All samples of the class which had the highest confusion with others(Millet_Cotton) have been removed. Most samples of class Silviculture (planted forests) have also been removed since they have been confused with natural forests and woodlands in the SOM map. Further analysis includes calculating the SOM map and confusion matrix for the new set, as shown in the following example.

# Evaluate the mixture in the SOM clusters of new samples
new_cluster <- sits_som_map(
  data = new_samples,
  grid_xdim = 15,
  grid_ydim = 15,
  alpha = 1.0,
  rlen = 20,
  distance = "dtw"
)
new_cluster_mixture <- sits_som_evaluate_cluster(new_cluster)
# Plot the mixture information.
plot(new_cluster_mixture)
Cluster confusion plot for samples cleaned by SOM (source: authors).

Figure 60: Cluster confusion plot for samples cleaned by SOM (source: authors).

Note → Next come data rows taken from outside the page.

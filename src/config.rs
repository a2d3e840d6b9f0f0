/*
config.rs

Copyright 2025 Hervé Quatremain

This file is part of Switches.

Switches is free software: you can redistribute it and/or modify it under the
terms of the GNU General Public License as published by the Free Software
Foundation, either version 3 of the License, or (at your option) any later
version.

Switches is distributed in the hope that it will be useful, but WITHOUT ANY
WARRANTY; without even the implied warranty of MERCHANTABILITY or FITNESS FOR
A PARTICULAR PURPOSE. See the GNU General Public License for more details.

You should have received a copy of the GNU General Public License along with
Switches. If not, see <https://www.gnu.org/licenses/>.

SPDX-License-Identifier: GPL-3.0-or-later
*/

//! Application constants and game settings.
//!
//! A [`GameConfig`] object can be read from a JSON file.
//! Missing fields take their default values, and command-line options override the file
//! (see [`crate::cli_options`]).

use log::debug;
use serde::{Deserialize, Serialize};
use std::error::Error;
use std::fs::File;
use std::io::BufReader;
use std::path::Path;

use crate::error::GameError;
use crate::generator::linkage::LinkageStrategy;

/// Name of the application, also used for the data directory.
pub const APPLICATION_NAME: &str = "switches";

/// Long version string.
pub const COPYRIGHT_NOTICE: &str = concat!(
    env!("CARGO_PKG_VERSION"),
    "\nCopyright 2025 Hervé Quatremain\n",
    "License GPLv3+: GNU GPL version 3 or later <https://gnu.org/licenses/gpl.html>"
);

/// Number of switches in the first round.
pub const FIRST_ROUND_SIZE: usize = 3;

/// Default number of switches in the final round.
pub const DEFAULT_MAX_SIZE: usize = 24;

/// Default number of samples the state generator draws before giving up.
pub const DEFAULT_MAX_ATTEMPTS: u32 = 1000;

/// What happens to the move counter when the player moves to the next round.
#[derive(
    Serialize, Deserialize, Debug, Copy, Clone, PartialEq, Eq, Default, clap::ValueEnum,
)]
#[serde(rename_all = "kebab-case")]
pub enum MoveCountPolicy {
    /// The moves accumulate over all the rounds of a game.
    #[default]
    Accumulate,

    /// The counter restarts from zero at each round.
    ResetEachRound,
}

/// Game settings.
#[derive(Serialize, Deserialize, Debug, Clone, PartialEq, Eq)]
#[serde(default)]
pub struct GameConfig {
    /// Number of switches in the final round. Clearing that round wins the game.
    pub max_size: usize,

    /// How switches are paired.
    pub linkage_strategy: LinkageStrategy,

    /// Move counter behavior between rounds.
    pub move_count_policy: MoveCountPolicy,

    /// Retry cap for the state generator.
    pub max_attempts: u32,
}

impl Default for GameConfig {
    fn default() -> Self {
        Self {
            max_size: DEFAULT_MAX_SIZE,
            linkage_strategy: LinkageStrategy::default(),
            move_count_policy: MoveCountPolicy::default(),
            max_attempts: DEFAULT_MAX_ATTEMPTS,
        }
    }
}

impl GameConfig {
    /// Read the settings from a JSON file.
    pub fn load(path: &Path) -> Result<Self, Box<dyn Error>> {
        debug!("Loading settings from {path:?}");
        let reader: BufReader<File> = BufReader::new(File::open(path)?);
        let config: GameConfig = serde_json::from_reader(reader)?;
        Ok(config)
    }

    /// Verify that a game can be played with these settings.
    pub fn validate(&self) -> Result<(), GameError> {
        if self.max_size < FIRST_ROUND_SIZE {
            return Err(GameError::InvalidConfig(format!(
                "the final round must have at least {FIRST_ROUND_SIZE} switches, not {}",
                self.max_size
            )));
        }
        if u32::try_from(self.max_size - FIRST_ROUND_SIZE + 1).is_err() {
            return Err(GameError::InvalidConfig(format!(
                "{} switches in the final round is more rounds than a game can count",
                self.max_size
            )));
        }
        if self.max_attempts == 0 {
            return Err(GameError::InvalidConfig(
                "the state generator needs at least one attempt".to_string(),
            ));
        }
        Ok(())
    }

    /// Number of the round that ends the game.
    ///
    /// Settings rejected by [`GameConfig::validate`] saturate at `u32::MAX`.
    pub fn final_round(&self) -> u32 {
        u32::try_from(self.max_size.saturating_sub(FIRST_ROUND_SIZE) + 1).unwrap_or(u32::MAX)
    }
}

/// Number of switches for the given round (round 1 has three switches).
pub fn round_size(round: u32) -> usize {
    round as usize + FIRST_ROUND_SIZE - 1
}

#[cfg(test)]
mod tests {
    use super::*;
    use std::io::Write;

    #[test]
    fn test_defaults() {
        let config = GameConfig::default();
        assert_eq!(config.max_size, 24);
        assert_eq!(config.linkage_strategy, LinkageStrategy::Cycle);
        assert_eq!(config.move_count_policy, MoveCountPolicy::Accumulate);
        assert!(config.validate().is_ok());
        assert_eq!(config.final_round(), 22);
    }

    #[test]
    fn test_round_size() {
        assert_eq!(round_size(1), 3);
        assert_eq!(round_size(3), 5);
        assert_eq!(round_size(22), 24);
    }

    #[test]
    fn test_validate() {
        let config = GameConfig {
            max_size: 2,
            ..Default::default()
        };
        assert!(matches!(config.validate(), Err(GameError::InvalidConfig(_))));

        let config = GameConfig {
            max_attempts: 0,
            ..Default::default()
        };
        assert!(matches!(config.validate(), Err(GameError::InvalidConfig(_))));

        let config = GameConfig {
            max_size: 3,
            ..Default::default()
        };
        assert!(config.validate().is_ok());
        assert_eq!(config.final_round(), 1);
    }

    #[test]
    #[cfg(target_pointer_width = "64")]
    fn test_validate_too_many_rounds() {
        let config = GameConfig {
            max_size: u32::MAX as usize + FIRST_ROUND_SIZE,
            ..Default::default()
        };
        assert!(matches!(config.validate(), Err(GameError::InvalidConfig(_))));
        assert_eq!(config.final_round(), u32::MAX);

        let config = GameConfig {
            max_size: u32::MAX as usize + FIRST_ROUND_SIZE - 1,
            ..Default::default()
        };
        assert!(config.validate().is_ok());
        assert_eq!(config.final_round(), u32::MAX);
    }

    #[test]
    fn test_load_partial_file() {
        let path = std::env::temp_dir().join(format!("switches-config-{}.json", std::process::id()));
        let mut file = File::create(&path).unwrap();
        write!(file, r#"{{"max_size": 5, "move_count_policy": "reset-each-round"}}"#).unwrap();
        drop(file);

        let config = GameConfig::load(&path).unwrap();
        std::fs::remove_file(&path).unwrap();

        assert_eq!(config.max_size, 5);
        assert_eq!(config.move_count_policy, MoveCountPolicy::ResetEachRound);
        assert_eq!(config.linkage_strategy, LinkageStrategy::Cycle);
        assert_eq!(config.max_attempts, DEFAULT_MAX_ATTEMPTS);
    }
}
/*
saver.rs

Copyright 2025 Hervé Quatremain

This file is part of Switches.

Switches is free software: you can redistribute it and/or modify it under the
terms of the GNU General Public License as published by the Free Software
Foundation, either version 3 of the License, or (at your option) any later
version.

Switches is distributed in the hope that it will be useful, but WITHOUT ANY
WARRANTY; without even the implied warranty of MERCHANTABILITY or FITNESS FOR
A PARTICULAR PURPOSE. See the GNU General Public License for more details.

You should have received a copy of the GNU General Public License along with
Switches. If not, see <https://www.gnu.org/licenses/>.

SPDX-License-Identifier: GPL-3.0-or-later
*/

//! Persistent storage for the best score.
//!
//! A [`crate::session::Session`] reads the store once when it is created, and writes to it only
//! when the player beats the best score.
//! Writes are fire-and-forget: a store logs its failures but never reports them to the session.

pub mod best_score;

use std::time::SystemTime;

/// Key-value store that keeps the best score across runs.
pub trait PersistentScoreStore {
    /// Return the stored best score, or None if no game has been won yet.
    fn read(&self) -> Option<u32>;

    /// Replace the stored best score.
    fn write(&mut self, score: u32);

    /// Return when the stored best score was set, if the store records it.
    fn recorded_at(&self) -> Option<SystemTime> {
        None
    }
}

impl<S: PersistentScoreStore + ?Sized> PersistentScoreStore for Box<S> {
    fn read(&self) -> Option<u32> {
        (**self).read()
    }

    fn write(&mut self, score: u32) {
        (**self).write(score)
    }

    fn recorded_at(&self) -> Option<SystemTime> {
        (**self).recorded_at()
    }
}
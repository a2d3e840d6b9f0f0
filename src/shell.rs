/*
shell.rs

Copyright 2025 Hervé Quatremain

This file is part of Switches.

Switches is free software: you can redistribute it and/or modify it under the
terms of the GNU General Public License as published by the Free Software
Foundation, either version 3 of the License, or (at your option) any later
version.

Switches is distributed in the hope that it will be useful, but WITHOUT ANY
WARRANTY; without even the implied warranty of MERCHANTABILITY or FITNESS FOR
A PARTICULAR PURPOSE. See the GNU General Public License for more details.

You should have received a copy of the GNU General Public License along with
Switches. If not, see <https://www.gnu.org/licenses/>.

SPDX-License-Identifier: GPL-3.0-or-later
*/

//! Line-oriented terminal front end.
//!
//! The player types one command per line.
//! Switches are numbered from 1, three per row.

use chrono::{DateTime, Local};
use log::debug;
use std::io::{self, BufRead, Write};
use std::time::SystemTime;

use crate::error::GameError;
use crate::random::RandomSource;
use crate::saver::PersistentScoreStore;
use crate::session::{Phase, Session, SessionView};

/// Number of switches per displayed row.
const SWITCHES_PER_ROW: usize = 3;

const HELP: &str = "Commands:
  <n>            flip switch n (and the switch linked to it)
  next, n        play the next round
  restart, r     start a new game
  hint, h        show a switch to flip (the game is then not recorded)
  help, ?        show this help
  quit, q        leave";

/// Player command.
#[derive(Debug, Clone, PartialEq, Eq)]
pub enum Command {
    Start,
    /// Switch index, starting at 0.
    Toggle(usize),
    Next,
    Restart,
    Hint,
    Help,
    Quit,
    Unknown(String),
}

/// Parse a line typed by the player.
pub fn parse_command(line: &str) -> Command {
    let word: String = line.trim().to_lowercase();
    match word.as_str() {
        "" | "start" => Command::Start,
        "next" | "n" => Command::Next,
        "restart" | "r" => Command::Restart,
        "hint" | "h" => Command::Hint,
        "help" | "?" => Command::Help,
        "quit" | "q" | "exit" => Command::Quit,
        _ => match word.parse::<usize>() {
            Ok(n) if n > 0 => Command::Toggle(n - 1),
            _ => Command::Unknown(word),
        },
    }
}

/// Run the game until the player quits or the input ends.
pub fn run<R, S, I, W>(session: &mut Session<R, S>, input: I, output: &mut W) -> io::Result<()>
where
    R: RandomSource,
    S: PersistentScoreStore,
    I: BufRead,
    W: Write,
{
    let mut new_best_score: bool = false;
    render(
        &session.current_view(),
        session.best_score_recorded_at(),
        new_best_score,
        output,
    )?;

    for line in input.lines() {
        let command: Command = parse_command(&line?);
        debug!("Command: {command:?}");

        let result: Result<(), GameError> = match &command {
            Command::Quit => break,
            Command::Help => {
                writeln!(output, "{HELP}")?;
                continue;
            }
            Command::Unknown(word) => {
                writeln!(output, "Unknown command '{word}'. Type 'help' for the commands.")?;
                continue;
            }
            Command::Start => {
                if session.phase() == Phase::Boarding {
                    session.start_game()
                } else {
                    Ok(())
                }
            }
            Command::Toggle(index) => session.toggle(*index).map(|result| {
                new_best_score = result.new_best_score;
            }),
            Command::Next => session.advance_round(),
            Command::Restart => session.restart().map(|()| new_best_score = false),
            Command::Hint => match session.hint() {
                Ok(Some(i)) => {
                    writeln!(output, "Hint: flip switch {}", i + 1)?;
                    continue;
                }
                Ok(None) => {
                    writeln!(output, "No solution from here.")?;
                    continue;
                }
                Err(error) => Err(error),
            },
        };

        if let Err(error) = result {
            match error {
                GameError::GenerationError { .. } => writeln!(output, "{error}. Try again.")?,
                GameError::IndexOutOfRange { index, .. } => {
                    writeln!(output, "There is no switch {}.", index + 1)?
                }
                _ => writeln!(output, "{error}")?,
            }
            continue;
        }
        render(
            &session.current_view(),
            session.best_score_recorded_at(),
            new_best_score,
            output,
        )?;
    }
    Ok(())
}

/// Format a timestamp in the local time zone.
fn format_when(when: SystemTime) -> String {
    let local: DateTime<Local> = when.into();
    local.format("%Y-%m-%d %H:%M").to_string()
}

/// Draw the session.
fn render<W: Write>(
    view: &SessionView,
    best_score_when: Option<SystemTime>,
    new_best_score: bool,
    output: &mut W,
) -> io::Result<()> {
    if view.phase == Phase::Boarding {
        writeln!(output, "SWITCHES")?;
        writeln!(output, "Flip every switch ON. Each switch drags another one along.")?;
        if let Some(best) = view.best_score {
            match best_score_when {
                Some(when) => writeln!(output, "BEST SCORE: {best} ({})", format_when(when))?,
                None => writeln!(output, "BEST SCORE: {best}")?,
            }
        }
        writeln!(output, "Press Enter to start, or type 'help'.")?;
        return Ok(());
    }

    writeln!(
        output,
        "SWITCHES - ROUND {}/{} - MOVES: {}",
        view.round, view.final_round, view.move_count
    )?;
    let rows: usize = view.size.div_ceil(SWITCHES_PER_ROW);
    for row in 0..rows {
        let mut line: String = String::new();
        for column in 0..SWITCHES_PER_ROW {
            let i: usize = row * SWITCHES_PER_ROW + column;
            if let Some(on) = view.state.get(i) {
                line.push_str(&format!("{:>3}:{:<5}", i + 1, if on { "ON" } else { "OFF" }));
            }
        }
        writeln!(output, "{}", line.trim_end())?;
    }

    match view.phase {
        Phase::RoundCleared => {
            writeln!(output, "ALL SWITCHES ON. Type 'next' for the NEXT ROUND.")?;
        }
        Phase::Won => {
            writeln!(output, "YOU WIN")?;
            if new_best_score {
                writeln!(output, "NEW BEST SCORE")?;
            }
            writeln!(output, "TOTAL MOVES: {}", view.move_count)?;
            writeln!(output, "Type 'restart' to play again.")?;
        }
        _ => (),
    }
    Ok(())
}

As expected, the new confusion map shows a significant improvement over the previous one. This result should be interpreted carefully since it may be due to different effects. The most direct interpretation is that Millet_Cotton and Silviculture cannot be easily separated from the other classes, given the current attributes (a time series of NDVI and EVI indices from MODIS images). In such situations, users should consider improving the number of samples from the less represented classes, including more MODIS bands, or working with higher resolution satellites. The results of the SOM method should be interpreted based on the users’ understanding of the ecosystems and agricultural practices of the study region.

The SOM-based analysis discards samples that can be confused with samples of other classes. After removing noisy samples or uncertain classes, the dataset obtains a better validation score since there is less confusion between classes. Users should analyse the results with care. Not all discarded samples are low-quality ones. Confusion between samples of different classes can result from inconsistent labeling or from the lack of capacity of satellite data to distinguish between chosen classes. When many samples are discarded, as in the current example, revising the whole classification schema is advisable. The aim of selecting training data should always be to match the reality on the ground to the power of remote sensing data to identify differences. No analysis procedure can replace actual user experience and knowledge of the study region.

Reducing sample imbalance

Many training samples for Earth observation data analysis are imbalanced. This situation arises when the distribution of samples associated with each label is uneven. One example is the Cerrado dataset used in this Chapter. The three most frequent labels (Dense Woodland, Savanna, and Pasture) include 53% of all samples, while the three least frequent labels (Millet-Cotton, Silviculture, and Dunes) comprise only 2.5% of the dataset. Sample imbalance is an undesirable property of a training set since machine learning algorithms tend to be more accurate for classes with many samples. The instances belonging to the minority group are misclassified more often than those belonging to the majority group. Thus, reducing sample imbalance can positively affect classification accuracy [46].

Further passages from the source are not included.